**The problem:** Reproduce the entries shown below only from the line with "use polars::prelude::Column;" down to the line with "let classes = model.classes();", keeping both end lines and copying each one exactly.

**Entries supplied:**
*** Begin section ***
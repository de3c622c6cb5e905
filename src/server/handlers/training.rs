//! Train and load endpoints, one pair per algorithm family.
//!
//! Train handlers fit a fresh estimator from the request dataset and
//! register it; load handlers re-read the currently registered estimator.
//! Both return the same introspection shape, built by the shared summary
//! functions below, keyed by the caller's feature names. The registry is
//! only written after the summary has been built, so a failed request never
//! leaves partial training state behind.

use std::sync::Arc;

use axum::extract::State;
use axum::Json;
use polars::prelude::Column;
use serde::Deserialize;
use serde_json::{json, Map, Value};

use super::{format_label, json_label, require_field, require_list, require_string};
use super::{ApiError, AppState, Result};
use crate::estimators::{
    GradientBoostingRegressor, KMeans, LinearRegression, LogisticRegression,
    RandomForestClassifier,
};
use crate::registry::{Algorithm, RegistryEntry, TrainedModel};
use crate::tabular::{self, JsonRow};

/// Ceiling on the requested cluster count.
const MAX_CLUSTERS: i64 = 8;

const DEFAULT_FOREST_TREES: usize = 100;

#[derive(Deserialize)]
pub struct LoadRequest {
    features: Option<Vec<String>>,
}

fn feature_map(features: &[String], values: impl Iterator<Item = f64>) -> Map<String, Value> {
    features
        .iter()
        .zip(values)
        .map(|(name, value)| (name.clone(), json!(value)))
        .collect()
}

fn lin_reg_summary(model: &LinearRegression, features: &[String]) -> Result<Value> {
    let coefficients = feature_map(features, model.coefficients()?.iter().copied());
    Ok(json!({ "coefficients": coefficients }))
}

/// For the binary variant there is a single coefficient row, so the maps
/// carry one entry keyed by the first class label; the full label list is
/// still reported under `classes`.
fn log_reg_summary(model: &LogisticRegression, features: &[String]) -> Result<Value> {
    let rows = model.coefficient_rows()?;
    let intercept_values = model.intercepts()?;
    let classes = model.classes();

    let mut coefficients = Map::new();
    let mut intercepts = Map::new();
    for ((class, row), intercept) in classes
        .iter()
        .zip(rows.outer_iter())
        .zip(intercept_values.iter())
    {
        let key = format_label(*class);
        coefficients.insert(
            key.clone(),
            Value::Object(feature_map(features, row.iter().copied())),
        );
        intercepts.insert(key, json!(intercept));
    }

    let class_list: Vec<Value> = classes.iter().map(|&c| json_label(c)).collect();
    Ok(json!({
        "intercepts": intercepts,
        "coefficients": coefficients,
        "classes": class_list,
    }))
}

fn forest_summary(model: &RandomForestClassifier, features: &[String]) -> Result<Value> {
    let feature_importance = feature_map(features, model.feature_importances()?.iter().copied());
    let classes: Vec<Value> = model.classes().iter().map(|&c| json_label(c)).collect();
    Ok(json!({
        "feature_importance": feature_importance,
        "estimators": model.n_trees(),
        "classes": classes,
    }))
}

fn gbr_summary(model: &GradientBoostingRegressor, features: &[String]) -> Result<Value> {
    let feature_importance = feature_map(features, model.feature_importances()?.iter().copied());
    Ok(json!({
        "feature_importance": feature_importance,
        "estimators": model.n_trees(),
        "train_scores": model.train_scores(),
        "learning_rate": model.learning_rate,
        "max_depth": model.max_depth,
    }))
}

/// Cluster statistics are recomputed from the augmented dataset, so train
/// and load report identical numbers for the same registered model.
fn kmeans_summary(
    model: &KMeans,
    derived: &polars::prelude::DataFrame,
    features: &[String],
) -> Result<Value> {
    let centroids = model.centroids()?;
    let k = model.n_clusters;

    let mut centers = Map::new();
    for i in 0..k {
        let center: Map<String, Value> = features
            .iter()
            .enumerate()
            .filter(|(j, _)| *j < centroids.ncols())
            .map(|(j, name)| (name.clone(), json!(centroids[[i, j]])))
            .collect();
        centers.insert(i.to_string(), Value::Object(center));
    }

    let x = tabular::feature_matrix(derived, features)?;
    let labels = tabular::target_vector(derived, "cluster")?;
    let mut inertias = vec![0.0f64; k];
    let mut sizes = vec![0usize; k];
    for (row, &label) in x.outer_iter().zip(labels.iter()) {
        let c = label as usize;
        if c >= k {
            continue;
        }
        sizes[c] += 1;
        inertias[c] += row
            .iter()
            .zip(centroids.row(c).iter())
            .map(|(a, b)| (a - b).powi(2))
            .sum::<f64>();
    }

    let cluster_inertias: Map<String, Value> = inertias
        .iter()
        .enumerate()
        .map(|(i, v)| (i.to_string(), json!(v)))
        .collect();
    let cluster_sizes: Map<String, Value> = sizes
        .iter()
        .enumerate()
        .map(|(i, v)| (i.to_string(), json!(v)))
        .collect();

    Ok(json!({
        "centers": centers,
        "new_dataset": tabular::df_to_records(derived)?,
        "class_labels": (0..k).collect::<Vec<usize>>(),
        "cluster_inertias": cluster_inertias,
        "cluster_sizes": cluster_sizes,
    }))
}

/// Shared front half of every supervised train handler: validate fields and
/// build the feature matrix and target vector.
fn supervised_inputs(
    features: Option<Vec<String>>,
    target: Option<String>,
    dataset: Option<Vec<JsonRow>>,
) -> Result<(Vec<String>, ndarray::Array2<f64>, ndarray::Array1<f64>)> {
    let features = require_list(features, "features")?;
    let target = require_string(target, "target")?;
    let dataset = require_list(dataset, "dataset")?;

    let mut columns = features.clone();
    columns.push(target.clone());
    let df = tabular::records_to_df(&dataset, &columns)?;
    let x = tabular::feature_matrix(&df, &features)?;
    let y = tabular::target_vector(&df, &target)?;
    Ok((features, x, y))
}

fn registered(state: &AppState, algorithm: Algorithm) -> Result<Arc<RegistryEntry>> {
    state
        .registry
        .get(algorithm)
        .ok_or(ApiError::NotTrained(algorithm))
}

#[derive(Deserialize)]
pub struct TrainSupervisedRequest {
    features: Option<Vec<String>>,
    target: Option<String>,
    dataset: Option<Vec<JsonRow>>,
}

pub async fn train_lin_reg(
    State(state): State<Arc<AppState>>,
    Json(req): Json<TrainSupervisedRequest>,
) -> Result<Json<Value>> {
    let (features, x, y) = supervised_inputs(req.features, req.target, req.dataset)?;

    let mut model = LinearRegression::new();
    model.fit(&x, &y)?;
    let summary = lin_reg_summary(&model, &features)?;

    state.registry.put(RegistryEntry {
        features,
        model: TrainedModel::LinReg(model),
    });
    Ok(Json(summary))
}

pub async fn load_lin_reg(
    State(state): State<Arc<AppState>>,
    Json(req): Json<LoadRequest>,
) -> Result<Json<Value>> {
    let features = require_list(req.features, "features")?;
    let entry = registered(&state, Algorithm::LinReg)?;
    let TrainedModel::LinReg(model) = &entry.model else {
        return Err(ApiError::Internal("registry entry has the wrong model kind".to_string()));
    };
    Ok(Json(lin_reg_summary(model, &features)?))
}

pub async fn train_log_reg(
    State(state): State<Arc<AppState>>,
    Json(req): Json<TrainSupervisedRequest>,
) -> Result<Json<Value>> {
    let (features, x, y) = supervised_inputs(req.features, req.target, req.dataset)?;

    let mut distinct: Vec<f64> = y.iter().copied().collect();
    distinct.sort_by(|a, b| a.partial_cmp(b).unwrap_or(std::cmp::Ordering::Equal));
    distinct.dedup();
    if distinct.len() < 2 {
        return Err(ApiError::InvalidParameter(
            "target must contain at least 2 distinct classes".to_string(),
        ));
    }

    let mut model = LogisticRegression::new();
    model.fit(&x, &y)?;
    let summary = log_reg_summary(&model, &features)?;

    state.registry.put(RegistryEntry {
        features,
        model: TrainedModel::LogReg(model),
    });
    Ok(Json(summary))
}

pub async fn load_log_reg(
    State(state): State<Arc<AppState>>,
    Json(req): Json<LoadRequest>,
) -> Result<Json<Value>> {
    let features = require_list(req.features, "features")?;
    let entry = registered(&state, Algorithm::LogReg)?;
    let TrainedModel::LogReg(model) = &entry.model else {
        return Err(ApiError::Internal("registry entry has the wrong model kind".to_string()));
    };
    Ok(Json(log_reg_summary(model, &features)?))
}

#[derive(Deserialize)]
pub struct TrainForestRequest {
    features: Option<Vec<String>>,
    target: Option<String>,
    dataset: Option<Vec<JsonRow>>,
    n_trees: Option<usize>,
}

pub async fn train_random_forest(
    State(state): State<Arc<AppState>>,
    Json(req): Json<TrainForestRequest>,
) -> Result<Json<Value>> {
    let (features, x, y) = supervised_inputs(req.features, req.target, req.dataset)?;
    let n_trees = req.n_trees.unwrap_or(DEFAULT_FOREST_TREES);

    let mut model = RandomForestClassifier::new(n_trees);
    model.fit(&x, &y)?;
    let summary = forest_summary(&model, &features)?;

    state.registry.put(RegistryEntry {
        features,
        model: TrainedModel::RandomForest(model),
    });
    Ok(Json(summary))
}

pub async fn load_random_forest(
    State(state): State<Arc<AppState>>,
    Json(req): Json<LoadRequest>,
) -> Result<Json<Value>> {
    let features = require_list(req.features, "features")?;
    let entry = registered(&state, Algorithm::RandomForest)?;
    let TrainedModel::RandomForest(model) = &entry.model else {
        return Err(ApiError::Internal("registry entry has the wrong model kind".to_string()));
    };
    Ok(Json(forest_summary(model, &features)?))
}

#[derive(Deserialize)]
pub struct TrainGradBoostRequest {
    features: Option<Vec<String>>,
    target: Option<String>,
    dataset: Option<Vec<JsonRow>>,
    n_trees: Option<usize>,
    learning_rate: Option<f64>,
    max_depth: Option<usize>,
}

pub async fn train_grad_boost_reg(
    State(state): State<Arc<AppState>>,
    Json(req): Json<TrainGradBoostRequest>,
) -> Result<Json<Value>> {
    let n_trees = require_field(req.n_trees, "n_trees")?;
    let learning_rate = require_field(req.learning_rate, "learning_rate")?;
    let max_depth = require_field(req.max_depth, "max_depth")?;
    let (features, x, y) = supervised_inputs(req.features, req.target, req.dataset)?;

    let mut model = GradientBoostingRegressor::new(n_trees, learning_rate, max_depth);
    model.fit(&x, &y)?;
    let summary = gbr_summary(&model, &features)?;

    state.registry.put(RegistryEntry {
        features,
        model: TrainedModel::GradBoostReg(model),
    });
    Ok(Json(summary))
}

pub async fn load_grad_boost_reg(
    State(state): State<Arc<AppState>>,
    Json(req): Json<LoadRequest>,
) -> Result<Json<Value>> {
    let features = require_list(req.features, "features")?;
    let entry = registered(&state, Algorithm::GradBoostReg)?;
    let TrainedModel::GradBoostReg(model) = &entry.model else {
        return Err(ApiError::Internal("registry entry has the wrong model kind".to_string()));
    };
    Ok(Json(gbr_summary(model, &features)?))
}

#[derive(Deserialize)]
pub struct TrainKMeansRequest {
    features: Option<Vec<String>>,
    dataset: Option<Vec<JsonRow>>,
    n_clusters: Option<i64>,
}

pub async fn train_k_means(
    State(state): State<Arc<AppState>>,
    Json(req): Json<TrainKMeansRequest>,
) -> Result<Json<Value>> {
    let features = require_list(req.features, "features")?;
    let dataset = require_list(req.dataset, "dataset")?;
    let n_clusters = require_field(req.n_clusters, "n_clusters")?;
    if n_clusters < 1 || n_clusters > MAX_CLUSTERS {
        return Err(ApiError::InvalidParameter(format!(
            "n_clusters must be between 1 and {MAX_CLUSTERS}"
        )));
    }

    let df = tabular::records_to_df(&dataset, &features)?;
    let x = tabular::feature_matrix(&df, &features)?;

    let mut model = KMeans::new(n_clusters as usize);
    let labels = model.fit_predict(&x)?;

    let mut derived = df;
    let label_column: Vec<i64> = labels.iter().map(|&l| l as i64).collect();
    derived
        .with_column(Column::new("cluster".into(), label_column))
        .map_err(crate::error::Error::Polars)?;

    let summary = kmeans_summary(&model, &derived, &features)?;

    state.registry.put(RegistryEntry {
        features,
        model: TrainedModel::KMeans { model, derived },
    });
    Ok(Json(summary))
}

pub async fn load_k_means(
    State(state): State<Arc<AppState>>,
    Json(req): Json<LoadRequest>,
) -> Result<Json<Value>> {
    let features = require_list(req.features, "features")?;
    let entry = registered(&state, Algorithm::KMeans)?;
    let TrainedModel::KMeans { model, derived } = &entry.model else {
        return Err(ApiError::Internal("registry entry has the wrong model kind".to_string()));
    };
    Ok(Json(kmeans_summary(model, derived, &features)?))
}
*** End section ***
**Exercise answer:**
use polars::prelude::Column;
use serde::Deserialize;
use serde_json::{json, Map, Value};

use super::{format_label, json_label, require_field, require_list, require_string};
use super::{ApiError, AppState, Result};
use crate::estimators::{
    GradientBoostingRegressor, KMeans, LinearRegression, LogisticRegression,
    RandomForestClassifier,
};
use crate::registry::{Algorithm, RegistryEntry, TrainedModel};
use crate::tabular::{self, JsonRow};

/// Ceiling on the requested cluster count.
const MAX_CLUSTERS: i64 = 8;

const DEFAULT_FOREST_TREES: usize = 100;

#[derive(Deserialize)]
pub struct LoadRequest {
    features: Option<Vec<String>>,
}

fn feature_map(features: &[String], values: impl Iterator<Item = f64>) -> Map<String, Value> {
    features
        .iter()
        .zip(values)
        .map(|(name, value)| (name.clone(), json!(value)))
        .collect()
}

fn lin_reg_summary(model: &LinearRegression, features: &[String]) -> Result<Value> {
    let coefficients = feature_map(features, model.coefficients()?.iter().copied());
    Ok(json!({ "coefficients": coefficients }))
}

/// For the binary variant there is a single coefficient row, so the maps
/// carry one entry keyed by the first class label; the full label list is
/// still reported under `classes`.
fn log_reg_summary(model: &LogisticRegression, features: &[String]) -> Result<Value> {
    let rows = model.coefficient_rows()?;
    let intercept_values = model.intercepts()?;
    let classes = model.classes();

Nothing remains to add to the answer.